■ **Work request**
Set every record down again, exactly and completely.

■ **Extracted data entries**
»»
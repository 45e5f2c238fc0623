//! Before/after comparison of a document around an LLM edit.
//!
//! The checker never inspects the instruction that produced the edit; it
//! compares the candidate output against the original on purely structural
//! grounds. Six check families run unconditionally and their violations
//! accumulate, so one report lists everything wrong with the output.

use lazy_static::lazy_static;
use regex::Regex;
use shared_types::{IntegrityConfig, Severity, ValidationVerdict, Violation};

use crate::extractors::{extract_placeholders, scan_tags};
use crate::patterns::{is_critical_field_name, snippet_around, UNPROFESSIONAL_OUTPUT_MARKERS};

lazy_static! {
    static ref SCRIPT_TAG_RE: Regex = Regex::new(r"(?i)<\s*script\b").unwrap();
    static ref IFRAME_TAG_RE: Regex = Regex::new(r"(?i)<\s*iframe\b").unwrap();
    static ref JS_URL_RE: Regex = Regex::new(r"(?i)javascript\s*:").unwrap();
    static ref EVENT_ATTR_RE: Regex = Regex::new(r"(?i)^on[a-z]+$").unwrap();
    static ref EVENT_TEXT_RE: Regex = Regex::new(
        r"(?i)\bon(click|load|error|mouseover|mouseout|focus|blur|change|submit|input|keydown|keyup)\s*="
    )
    .unwrap();
    static ref DOCTYPE_RE: Regex = Regex::new(r"(?i)<!doctype\s+html").unwrap();
    static ref HTML_TAG_RE: Regex = Regex::new(r"(?i)<\s*html\b").unwrap();
    static ref BODY_TAG_RE: Regex = Regex::new(r"(?i)<\s*body\b").unwrap();
}

/// Compare `candidate` against `original` and report every integrity
/// violation found. Any violation invalidates the verdict; severity is
/// reporting metadata, not a pass/fail threshold.
pub fn check_modification(
    original: &str,
    candidate: &str,
    config: &IntegrityConfig,
) -> ValidationVerdict {
    let mut violations = Vec::new();

    check_placeholder_survival(original, candidate, config, &mut violations);
    check_unauthorized_sections(original, candidate, &mut violations);
    check_executable_content(original, candidate, &mut violations);
    check_unprofessional_markers(candidate, &mut violations);
    check_content_loss(original, candidate, config, &mut violations);
    check_document_shell(original, candidate, &mut violations);

    ValidationVerdict::from_violations(violations)
}

/// Severity of losing a named binding: critical when the name suggests a
/// monetary or otherwise load-bearing field, warning otherwise.
fn field_loss_severity(name: &str, config: &IntegrityConfig) -> Severity {
    if is_critical_field_name(name) || config.critical_fields.iter().any(|f| f == name) {
        Severity::Critical
    } else {
        Severity::Warning
    }
}

fn check_placeholder_survival(
    original: &str,
    candidate: &str,
    config: &IntegrityConfig,
    violations: &mut Vec<Violation>,
) {
    let before = extract_placeholders(original);
    let after = extract_placeholders(candidate);

    for field in before.fields.difference(&after.fields) {
        violations.push(Violation {
            rule: "placeholder.field-missing".to_string(),
            severity: field_loss_severity(field, config),
            message: format!("Data field {{{{{field}}}}} was removed by the edit"),
            text_snippet: None,
            text_position: None,
        });
    }

    for region in before.regions.difference(&after.regions) {
        violations.push(Violation {
            rule: "placeholder.region-missing".to_string(),
            severity: Severity::Warning,
            message: format!("Named region \"{region}\" was removed by the edit"),
            text_snippet: None,
            text_position: None,
        });
    }

    for (name, markers) in &before.sections {
        let Some(after_markers) = after.sections.get(name) else {
            if markers.open || markers.close {
                violations.push(Violation {
                    rule: "placeholder.section-missing".to_string(),
                    severity: Severity::Critical,
                    message: format!("Repeated section \"{name}\" was removed by the edit"),
                    text_snippet: None,
                    text_position: None,
                });
            }
            continue;
        };
        // A pair that was complete before and is one-sided after means the
        // repeat region can no longer render.
        if markers.open && markers.close && !(after_markers.open && after_markers.close) {
            violations.push(Violation {
                rule: "placeholder.section-broken".to_string(),
                severity: Severity::Critical,
                message: format!(
                    "Repeated section \"{name}\" lost one of its markers; the pair no longer closes"
                ),
                text_snippet: None,
                text_position: None,
            });
        }
    }
}

fn check_unauthorized_sections(original: &str, candidate: &str, violations: &mut Vec<Violation>) {
    let before = extract_placeholders(original);
    let after = extract_placeholders(candidate);

    for name in after.sections.keys() {
        if !before.sections.contains_key(name) {
            violations.push(Violation {
                rule: "section.unauthorized-new".to_string(),
                severity: Severity::Critical,
                message: format!(
                    "Edit introduced a new repeated section \"{name}\" that the template never declared"
                ),
                text_snippet: None,
                text_position: None,
            });
        }
    }
}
««
■ **Response to the exercise**
repository 45e5f2c238fc0623
//! Before/after comparison of a document around an LLM edit.
//!
//! The checker never inspects the instruction that produced the edit; it
//! compares the candidate output against the original on purely structural
//! grounds. Six check families run unconditionally and their violations
//! accumulate, so one report lists everything wrong with the output.

use lazy_static::lazy_static;
use regex::Regex;
use shared_types::{IntegrityConfig, Severity, ValidationVerdict, Violation};

use crate::extractors::{extract_placeholders, scan_tags};
use crate::patterns::{is_critical_field_name, snippet_around, UNPROFESSIONAL_OUTPUT_MARKERS};

lazy_static! {
    static ref SCRIPT_TAG_RE: Regex = Regex::new(r"(?i)<\s*script\b").unwrap();
    static ref IFRAME_TAG_RE: Regex = Regex::new(r"(?i)<\s*iframe\b").unwrap();
    static ref JS_URL_RE: Regex = Regex::new(r"(?i)javascript\s*:").unwrap();
    static ref EVENT_ATTR_RE: Regex = Regex::new(r"(?i)^on[a-z]+$").unwrap();
    static ref EVENT_TEXT_RE: Regex = Regex::new(
        r"(?i)\bon(click|load|error|mouseover|mouseout|focus|blur|change|submit|input|keydown|keyup)\s*="
    )
    .unwrap();
    static ref DOCTYPE_RE: Regex = Regex::new(r"(?i)<!doctype\s+html").unwrap();
    static ref HTML_TAG_RE: Regex = Regex::new(r"(?i)<\s*html\b").unwrap();
    static ref BODY_TAG_RE: Regex = Regex::new(r"(?i)<\s*body\b").unwrap();
}

/// Compare `candidate` against `original` and report every integrity
/// violation found. Any violation invalidates the verdict; severity is
/// reporting metadata, not a pass/fail threshold.
pub fn check_modification(
    original: &str,
    candidate: &str,
    config: &IntegrityConfig,
) -> ValidationVerdict {
    let mut violations = Vec::new();

    check_placeholder_survival(original, candidate, config, &mut violations);
    check_unauthorized_sections(original, candidate, &mut violations);
    check_executable_content(original, candidate, &mut violations);
    check_unprofessional_markers(candidate, &mut violations);
    check_content_loss(original, candidate, config, &mut violations);
    check_document_shell(original, candidate, &mut violations);

    ValidationVerdict::from_violations(violations)
}

/// Severity of losing a named binding: critical when the name suggests a
/// monetary or otherwise load-bearing field, warning otherwise.
fn field_loss_severity(name: &str, config: &IntegrityConfig) -> Severity {
    if is_critical_field_name(name) || config.critical_fields.iter().any(|f| f == name) {
        Severity::Critical
    } else {
        Severity::Warning
    }
}

fn check_placeholder_survival(
    original: &str,
    candidate: &str,
    config: &IntegrityConfig,
    violations: &mut Vec<Violation>,
) {
    let before = extract_placeholders(original);
    let after = extract_placeholders(candidate);

    for field in before.fields.difference(&after.fields) {
        violations.push(Violation {
            rule: "placeholder.field-missing".to_string(),
            severity: field_loss_severity(field, config),
            message: format!("Data field {{{{{field}}}}} was removed by the edit"),
            text_snippet: None,
            text_position: None,
        });
    }

    for region in before.regions.difference(&after.regions) {
        violations.push(Violation {
            rule: "placeholder.region-missing".to_string(),
            severity: Severity::Warning,
            message: format!("Named region \"{region}\" was removed by the edit"),
            text_snippet: None,
            text_position: None,
        });
    }

    for (name, markers) in &before.sections {
        let Some(after_markers) = after.sections.get(name) else {
            if markers.open || markers.close {
                violations.push(Violation {
                    rule: "placeholder.section-missing".to_string(),
                    severity: Severity::Critical,
                    message: format!("Repeated section \"{name}\" was removed by the edit"),
                    text_snippet: None,
                    text_position: None,
                });
            }
            continue;
        };
        // A pair that was complete before and is one-sided after means the
        // repeat region can no longer render.
        if markers.open && markers.close && !(after_markers.open && after_markers.close) {
            violations.push(Violation {
                rule: "placeholder.section-broken".to_string(),
                severity: Severity::Critical,
                message: format!(
                    "Repeated section \"{name}\" lost one of its markers; the pair no longer closes"
                ),
                text_snippet: None,
                text_position: None,
            });
        }
    }
}

fn check_unauthorized_sections(original: &str, candidate: &str, violations: &mut Vec<Violation>) {
    let before = extract_placeholders(original);
    let after = extract_placeholders(candidate);

    for name in after.sections.keys() {
        if !before.sections.contains_key(name) {
            violations.push(Violation {
                rule: "section.unauthorized-new".to_string(),
                severity: Severity::Critical,
                message: format!(
                    "Edit introduced a new repeated section \"{name}\" that the template never declared"
                ),
                text_snippet: None,
                text_position: None,
            });
        }
    }
}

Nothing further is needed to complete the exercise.